CN VI schwannomas usually affect the cisternal segment and are exceptionally rare. Preoperatively, they are often misdiagnosed as CN V schwannomas because of their rarity, similar course as CN V schwannomas in the prepontine cistern, and similar imaging features.
The petrous apex is typically nonaerated, with physiologic pneumatization occurring in about 30% of individuals.
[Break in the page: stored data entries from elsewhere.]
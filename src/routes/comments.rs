use axum::extract::State;
use axum::response::{IntoResponse, Redirect, Response};
use axum::Form;
use serde::Deserialize;

use crate::error::{AppError, AppResult};
use crate::extractors::CurrentUser;
use crate::forum::comments::{self, check_content};
use crate::routes::posts_redirect;
use crate::state::AppState;

#[derive(Deserialize)]
pub struct CommentForm {
    #[serde(default)]
    pub post_id: String,
    #[serde(default)]
    pub content: String,
    pub redirect_category: Option<String>,
}

#[derive(Deserialize)]
pub struct DeleteCommentRequest {
    pub comment_id: i64,
    pub redirect_category: Option<String>,
}

/// POST /comment — content rule violations bounce back to the feed with a
/// machine-readable error code, keeping the active category filter.
pub async fn create(
    State(state): State<AppState>,
    user: CurrentUser,
    Form(form): Form<CommentForm>,
) -> AppResult<Response> {
    let post_id: i64 = form
        .post_id
        .parse()
        .map_err(|_| AppError::InvalidInput("Invalid post ID".into()))?;

    if !crate::db::post_exists(&state.db, post_id)? {
        return Err(AppError::InvalidInput("Post not found".into()));
    }

    if let Err(rejection) = check_content(&form.content) {
        let mut url = format!("/posts?error={}", rejection.code());
        if let Some(category) = form.redirect_category.as_deref().filter(|c| !c.is_empty()) {
            url.push_str("&category=");
            url.push_str(category);
        }
        return Ok(Redirect::to(&url).into_response());
    }

    comments::create(&state.db, user.id, post_id, &form.content)?;
    Ok(posts_redirect(form.redirect_category.as_deref()).into_response())
}

/// DELETE /comment/delete — JSON body, author-only; votes on the comment
/// go with it.
pub async fn delete(
    State(state): State<AppState>,
    user: CurrentUser,
    axum::Json(req): axum::Json<DeleteCommentRequest>,
) -> AppResult<Response> {
    comments::delete(&state.db, user.id, req.comment_id)?;
    Ok(posts_redirect(req.redirect_category.as_deref()).into_response())
}
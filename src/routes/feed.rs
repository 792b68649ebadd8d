use askama::Template;
use axum::extract::{Query, State};
use axum::response::{IntoResponse, Redirect, Response};
use serde::Deserialize;

use crate::db::models::Category;
use crate::error::AppResult;
use crate::extractors::MaybeUser;
use crate::forum::catalog;
use crate::forum::comments::CommentRejection;
use crate::forum::feed::{self, FeedPost, Filter};
use crate::routes::Html;
use crate::state::AppState;

#[derive(Template)]
#[template(path = "pages/posts.html")]
pub struct PostsTemplate {
    pub logged_in: bool,
    pub current_user: String,
    pub posts: Vec<FeedPost>,
    pub categories: Vec<Category>,
    pub filter: String,
    pub category_filter: String,
    pub error: String,
}

#[derive(Deserialize)]
pub struct FeedParams {
    #[serde(default)]
    pub filter: String,
    pub category: Option<String>,
    pub error: Option<String>,
}

/// GET / — the root just forwards to the feed.
pub async fn index() -> Redirect {
    Redirect::to("/posts")
}

/// GET /posts — the feed with optional filter/category narrowing and an
/// optional error code from a bounced comment submission.
pub async fn posts(
    State(state): State<AppState>,
    maybe_user: MaybeUser,
    Query(params): Query<FeedParams>,
) -> AppResult<Response> {
    let viewer = maybe_user.0;
    let filter = Filter::from_query(&params.filter);

    let posts = feed::load(
        &state.db,
        viewer.as_ref().map(|u| u.id),
        filter,
        params.category.as_deref(),
    )?;
    let categories = catalog::list(&state.db)?;

    let error = params
        .error
        .as_deref()
        .map(|code| {
            CommentRejection::message(code)
                .unwrap_or("An error occurred.")
                .to_string()
        })
        .unwrap_or_default();

    Ok(Html(PostsTemplate {
        logged_in: viewer.is_some(),
        current_user: viewer.map(|u| u.username).unwrap_or_default(),
        posts,
        categories,
        filter: params.filter,
        category_filter: params.category.unwrap_or_default(),
        error,
    })
    .into_response())
}
use axum::http::StatusCode;
use axum::response::{IntoResponse, Redirect, Response};

#[derive(Debug, thiserror::Error)]
pub enum AppError {
    #[error("Not found")]
    NotFound,

    /// No valid session on an endpoint that requires one.
    #[error("Unauthorized")]
    Unauthorized,

    /// Authenticated, but not the author of the targeted resource.
    #[error("Forbidden")]
    Forbidden,

    #[error("Invalid input: {0}")]
    InvalidInput(String),

    #[error("Conflict: {0}")]
    Conflict(String),

    #[error("Database error: {0}")]
    Database(#[from] rusqlite::Error),

    #[error("Pool error: {0}")]
    Pool(#[from] r2d2::Error),

    #[error("IO error: {0}")]
    Io(#[from] std::io::Error),

    #[error("Internal error: {0}")]
    Internal(String),
}

impl IntoResponse for AppError {
    fn into_response(self) -> Response {
        match &self {
            // Missing/expired sessions route back to the login page
            AppError::Unauthorized => Redirect::to("/login").into_response(),
            AppError::NotFound => (StatusCode::NOT_FOUND, "Not found").into_response(),
            AppError::Forbidden => (
                StatusCode::FORBIDDEN,
                "Forbidden: you are not the author of this resource.",
            )
                .into_response(),
            AppError::InvalidInput(msg) => {
                (StatusCode::BAD_REQUEST, msg.clone()).into_response()
            }
            AppError::Conflict(msg) => (StatusCode::CONFLICT, msg.clone()).into_response(),
            AppError::Database(e) => {
                tracing::error!("Database error: {}", e);
                (StatusCode::INTERNAL_SERVER_ERROR, "Internal server error").into_response()
            }
            AppError::Pool(e) => {
                tracing::error!("Pool error: {}", e);
                (StatusCode::INTERNAL_SERVER_ERROR, "Internal server error").into_response()
            }
            AppError::Io(e) => {
                tracing::error!("IO error: {}", e);
                (StatusCode::INTERNAL_SERVER_ERROR, "Internal server error").into_response()
            }
            AppError::Internal(msg) => {
                tracing::error!("Internal error: {}", msg);
                (StatusCode::INTERNAL_SERVER_ERROR, "Internal server error").into_response()
            }
        }
    }
}

pub type AppResult<T> = Result<T, AppError>;
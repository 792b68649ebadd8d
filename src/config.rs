use clap::Parser;
use serde::Deserialize;
use std::path::PathBuf;

#[derive(Parser, Debug)]
#[command(name = "forum", about = "A small multi-user discussion forum")]
pub struct Cli {
    /// Path to config file
    #[arg(short, long)]
    pub config: Option<PathBuf>,

    /// Host to bind to
    #[arg(long)]
    pub host: Option<String>,

    /// Port to bind to
    #[arg(short, long)]
    pub port: Option<u16>,

    /// Path to the SQLite database file
    #[arg(long)]
    pub db: Option<PathBuf>,
}

#[derive(Deserialize, Debug, Clone, Default)]
#[serde(default)]
pub struct Config {
    pub server: ServerConfig,
    pub database: DatabaseConfig,
    pub storage: StorageConfig,
    pub auth: AuthConfig,
}

#[derive(Deserialize, Debug, Clone)]
#[serde(default)]
pub struct ServerConfig {
    pub host: String,
    pub port: u16,
}

#[derive(Deserialize, Debug, Clone)]
#[serde(default)]
pub struct DatabaseConfig {
    pub path: PathBuf,
}

#[derive(Deserialize, Debug, Clone)]
#[serde(default)]
pub struct StorageConfig {
    /// Directory uploaded post images are written to. Served back under
    /// /static/uploads/.
    pub uploads: PathBuf,
}

#[derive(Deserialize, Debug, Clone)]
#[serde(default)]
pub struct AuthConfig {
    pub session_hours: u64,
    /// Set the Secure attribute on session cookies. Off by default so the
    /// forum works over plain HTTP in development; turn on behind TLS.
    pub secure_cookies: bool,
}

impl Default for ServerConfig {
    fn default() -> Self {
        Self {
            host: "0.0.0.0".to_string(),
            port: 8080,
        }
    }
}

impl Default for DatabaseConfig {
    fn default() -> Self {
        Self {
            path: PathBuf::from("forum.db"),
        }
    }
}

impl Default for StorageConfig {
    fn default() -> Self {
        Self {
            uploads: PathBuf::from("static/uploads"),
        }
    }
}

impl Default for AuthConfig {
    fn default() -> Self {
        Self {
            session_hours: 24,
            secure_cookies: false,
        }
    }
}

impl Config {
    pub fn load(cli: &Cli) -> anyhow::Result<Self> {
        let mut config = match &cli.config {
            Some(path) => {
                let content = std::fs::read_to_string(path)?;
                toml::from_str(&content)?
            }
            None => Config::default(),
        };

        // CLI overrides
        if let Some(ref host) = cli.host {
            config.server.host = host.clone();
        }
        if let Some(port) = cli.port {
            config.server.port = port;
        }
        if let Some(ref db) = cli.db {
            config.database.path = db.clone();
        }

        Ok(config)
    }
}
In less than 10% of patients, such pneumatization is asymmetric, which is easily recognized with CT. On MRI, however, the nonpneumatized petrous apex is often misinterpreted as cholesterol granuloma in older adults because of the inherent T1 hyperintensity of the fatty bone marrow ( Fig. 11.5 ). Lack of mass effect, striation of the high T1 signal related to preserved bony trabeculae, lower-than-fluid T2 signal intensity on the fast spin echo T2 sequences, and suppression of signal on fat-suppressed T1 weighted images ( Fig. 11.5 ) usually lead to the correct diagnosis. In younger patients, the intermediate T1 and T2 signal intensity of red bone marrow is less likely to be mistaken for a petrous apex lesion.